(Source data)
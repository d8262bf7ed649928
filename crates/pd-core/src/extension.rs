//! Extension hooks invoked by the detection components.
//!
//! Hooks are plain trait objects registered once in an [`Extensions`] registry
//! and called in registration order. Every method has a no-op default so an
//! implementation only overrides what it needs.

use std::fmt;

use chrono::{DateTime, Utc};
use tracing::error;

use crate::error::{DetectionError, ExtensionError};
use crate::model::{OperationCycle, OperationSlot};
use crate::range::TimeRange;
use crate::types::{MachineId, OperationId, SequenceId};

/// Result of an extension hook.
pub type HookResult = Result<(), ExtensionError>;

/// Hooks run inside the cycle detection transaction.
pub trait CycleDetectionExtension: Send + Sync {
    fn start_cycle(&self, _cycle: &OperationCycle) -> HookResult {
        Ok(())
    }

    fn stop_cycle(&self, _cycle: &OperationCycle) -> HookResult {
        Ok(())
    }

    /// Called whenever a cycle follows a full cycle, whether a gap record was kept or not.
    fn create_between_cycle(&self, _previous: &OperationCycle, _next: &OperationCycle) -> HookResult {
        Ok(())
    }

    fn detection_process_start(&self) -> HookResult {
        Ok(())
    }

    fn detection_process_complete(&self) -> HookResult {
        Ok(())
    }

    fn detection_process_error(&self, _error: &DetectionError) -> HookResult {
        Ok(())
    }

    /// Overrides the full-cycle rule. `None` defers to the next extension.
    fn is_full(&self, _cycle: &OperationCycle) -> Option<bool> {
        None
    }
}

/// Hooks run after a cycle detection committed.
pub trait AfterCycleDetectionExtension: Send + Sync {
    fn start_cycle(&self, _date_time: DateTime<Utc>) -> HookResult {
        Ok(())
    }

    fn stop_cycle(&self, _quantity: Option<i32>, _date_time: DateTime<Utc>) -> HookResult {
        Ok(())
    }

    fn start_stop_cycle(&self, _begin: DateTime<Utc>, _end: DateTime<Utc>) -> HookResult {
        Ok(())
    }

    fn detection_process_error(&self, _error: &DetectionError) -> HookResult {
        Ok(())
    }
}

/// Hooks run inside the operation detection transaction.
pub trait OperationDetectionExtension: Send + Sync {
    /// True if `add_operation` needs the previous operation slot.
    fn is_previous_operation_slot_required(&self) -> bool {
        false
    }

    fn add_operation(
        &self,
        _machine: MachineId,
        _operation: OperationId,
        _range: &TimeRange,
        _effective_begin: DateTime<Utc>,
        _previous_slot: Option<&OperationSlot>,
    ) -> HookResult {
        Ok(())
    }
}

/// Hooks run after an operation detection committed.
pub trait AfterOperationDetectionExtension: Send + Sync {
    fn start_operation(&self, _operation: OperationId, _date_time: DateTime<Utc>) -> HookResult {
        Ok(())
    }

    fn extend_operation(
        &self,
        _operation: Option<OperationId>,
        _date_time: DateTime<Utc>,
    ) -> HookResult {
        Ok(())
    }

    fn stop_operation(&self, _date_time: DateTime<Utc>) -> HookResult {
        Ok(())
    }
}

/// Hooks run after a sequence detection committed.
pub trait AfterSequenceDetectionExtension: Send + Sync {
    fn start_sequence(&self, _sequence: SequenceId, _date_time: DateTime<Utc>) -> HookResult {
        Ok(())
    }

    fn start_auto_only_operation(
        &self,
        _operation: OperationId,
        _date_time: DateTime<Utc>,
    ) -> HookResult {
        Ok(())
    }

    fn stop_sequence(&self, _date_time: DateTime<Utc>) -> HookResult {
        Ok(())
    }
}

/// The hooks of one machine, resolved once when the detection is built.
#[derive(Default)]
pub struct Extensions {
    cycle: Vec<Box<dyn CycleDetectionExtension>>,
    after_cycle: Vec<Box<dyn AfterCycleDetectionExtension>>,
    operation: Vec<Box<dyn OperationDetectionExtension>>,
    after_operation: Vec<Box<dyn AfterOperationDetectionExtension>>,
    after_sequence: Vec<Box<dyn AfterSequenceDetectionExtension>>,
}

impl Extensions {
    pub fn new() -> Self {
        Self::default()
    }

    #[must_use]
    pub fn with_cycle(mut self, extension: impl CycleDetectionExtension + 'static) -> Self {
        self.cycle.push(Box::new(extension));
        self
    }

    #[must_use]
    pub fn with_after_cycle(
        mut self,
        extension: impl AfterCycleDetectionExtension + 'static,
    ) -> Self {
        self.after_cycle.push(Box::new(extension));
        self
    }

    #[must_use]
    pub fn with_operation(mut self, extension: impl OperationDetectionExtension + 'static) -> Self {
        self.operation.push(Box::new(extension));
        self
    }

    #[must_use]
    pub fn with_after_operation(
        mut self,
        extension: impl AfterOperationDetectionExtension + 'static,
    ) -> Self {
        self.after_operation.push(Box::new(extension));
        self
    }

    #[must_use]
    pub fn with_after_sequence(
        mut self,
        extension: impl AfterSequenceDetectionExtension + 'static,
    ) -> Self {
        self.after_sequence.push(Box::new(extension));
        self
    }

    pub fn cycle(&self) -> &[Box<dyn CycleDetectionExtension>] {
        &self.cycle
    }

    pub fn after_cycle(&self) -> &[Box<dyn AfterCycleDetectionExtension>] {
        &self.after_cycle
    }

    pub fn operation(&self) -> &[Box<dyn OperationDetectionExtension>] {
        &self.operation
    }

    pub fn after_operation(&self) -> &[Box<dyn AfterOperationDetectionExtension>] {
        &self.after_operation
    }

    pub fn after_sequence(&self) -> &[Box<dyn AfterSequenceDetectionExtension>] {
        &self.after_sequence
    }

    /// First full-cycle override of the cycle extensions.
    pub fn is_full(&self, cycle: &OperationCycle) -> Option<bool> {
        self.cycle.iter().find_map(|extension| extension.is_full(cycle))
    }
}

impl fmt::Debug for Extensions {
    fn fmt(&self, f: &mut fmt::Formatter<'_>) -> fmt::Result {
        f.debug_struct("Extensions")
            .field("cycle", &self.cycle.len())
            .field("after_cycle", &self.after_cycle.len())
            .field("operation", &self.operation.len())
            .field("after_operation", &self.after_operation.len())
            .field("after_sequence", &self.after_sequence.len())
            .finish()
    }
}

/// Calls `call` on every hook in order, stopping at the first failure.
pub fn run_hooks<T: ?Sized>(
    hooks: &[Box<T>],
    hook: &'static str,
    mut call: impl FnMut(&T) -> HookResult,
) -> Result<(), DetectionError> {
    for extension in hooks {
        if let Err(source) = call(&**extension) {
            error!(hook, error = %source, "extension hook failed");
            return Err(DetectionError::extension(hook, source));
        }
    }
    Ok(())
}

* * *

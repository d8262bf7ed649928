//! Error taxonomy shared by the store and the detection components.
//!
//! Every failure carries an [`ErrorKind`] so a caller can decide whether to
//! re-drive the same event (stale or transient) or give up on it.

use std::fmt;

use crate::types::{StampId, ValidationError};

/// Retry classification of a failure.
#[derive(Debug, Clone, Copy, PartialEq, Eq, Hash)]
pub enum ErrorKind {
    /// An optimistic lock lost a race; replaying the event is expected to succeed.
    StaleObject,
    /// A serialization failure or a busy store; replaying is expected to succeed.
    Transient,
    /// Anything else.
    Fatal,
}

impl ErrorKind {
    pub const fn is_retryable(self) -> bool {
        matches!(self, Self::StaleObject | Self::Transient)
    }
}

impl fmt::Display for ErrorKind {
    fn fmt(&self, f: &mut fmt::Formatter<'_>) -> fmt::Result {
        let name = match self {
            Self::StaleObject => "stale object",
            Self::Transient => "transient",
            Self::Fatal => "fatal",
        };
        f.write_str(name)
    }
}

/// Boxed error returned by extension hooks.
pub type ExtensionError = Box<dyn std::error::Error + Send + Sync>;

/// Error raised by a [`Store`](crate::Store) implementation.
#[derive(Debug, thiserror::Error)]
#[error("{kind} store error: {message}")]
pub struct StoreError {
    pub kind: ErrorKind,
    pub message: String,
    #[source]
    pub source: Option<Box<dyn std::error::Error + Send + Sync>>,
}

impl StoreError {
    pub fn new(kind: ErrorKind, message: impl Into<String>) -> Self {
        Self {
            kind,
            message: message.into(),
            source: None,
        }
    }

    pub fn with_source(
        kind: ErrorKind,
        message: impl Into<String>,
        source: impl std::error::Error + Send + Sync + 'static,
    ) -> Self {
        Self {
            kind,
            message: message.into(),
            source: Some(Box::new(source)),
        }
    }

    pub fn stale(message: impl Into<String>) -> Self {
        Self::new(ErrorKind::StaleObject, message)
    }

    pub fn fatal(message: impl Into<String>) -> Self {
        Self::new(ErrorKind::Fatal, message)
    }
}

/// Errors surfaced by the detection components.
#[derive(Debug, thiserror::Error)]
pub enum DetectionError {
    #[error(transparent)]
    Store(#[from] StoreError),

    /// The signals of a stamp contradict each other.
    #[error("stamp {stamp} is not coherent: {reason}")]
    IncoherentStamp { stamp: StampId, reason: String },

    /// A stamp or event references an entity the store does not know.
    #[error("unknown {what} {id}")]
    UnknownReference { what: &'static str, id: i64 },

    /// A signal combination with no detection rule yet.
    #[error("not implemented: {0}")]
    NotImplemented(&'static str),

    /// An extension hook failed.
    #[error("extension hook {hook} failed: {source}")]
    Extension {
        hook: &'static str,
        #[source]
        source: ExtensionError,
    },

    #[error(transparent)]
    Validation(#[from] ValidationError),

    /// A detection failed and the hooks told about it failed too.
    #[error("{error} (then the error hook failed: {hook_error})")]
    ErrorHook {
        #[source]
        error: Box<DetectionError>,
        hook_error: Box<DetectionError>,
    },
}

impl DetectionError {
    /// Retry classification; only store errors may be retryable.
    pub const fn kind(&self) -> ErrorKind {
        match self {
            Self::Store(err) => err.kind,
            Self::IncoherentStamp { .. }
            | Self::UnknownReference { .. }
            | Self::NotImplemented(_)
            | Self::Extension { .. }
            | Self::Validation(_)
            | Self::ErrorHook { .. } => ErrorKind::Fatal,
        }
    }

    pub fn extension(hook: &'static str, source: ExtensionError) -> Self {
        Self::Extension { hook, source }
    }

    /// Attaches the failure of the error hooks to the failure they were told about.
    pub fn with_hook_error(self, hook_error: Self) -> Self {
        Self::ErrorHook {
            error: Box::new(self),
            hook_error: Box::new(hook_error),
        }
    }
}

### What you are asked to do:
Which of the lines above carry the string "once"? Pick them out and copy them.

### Answer area:
//! Hooks are plain trait objects registered once in an [`Extensions`] registry
/// The hooks of one machine, resolved once when the detection is built.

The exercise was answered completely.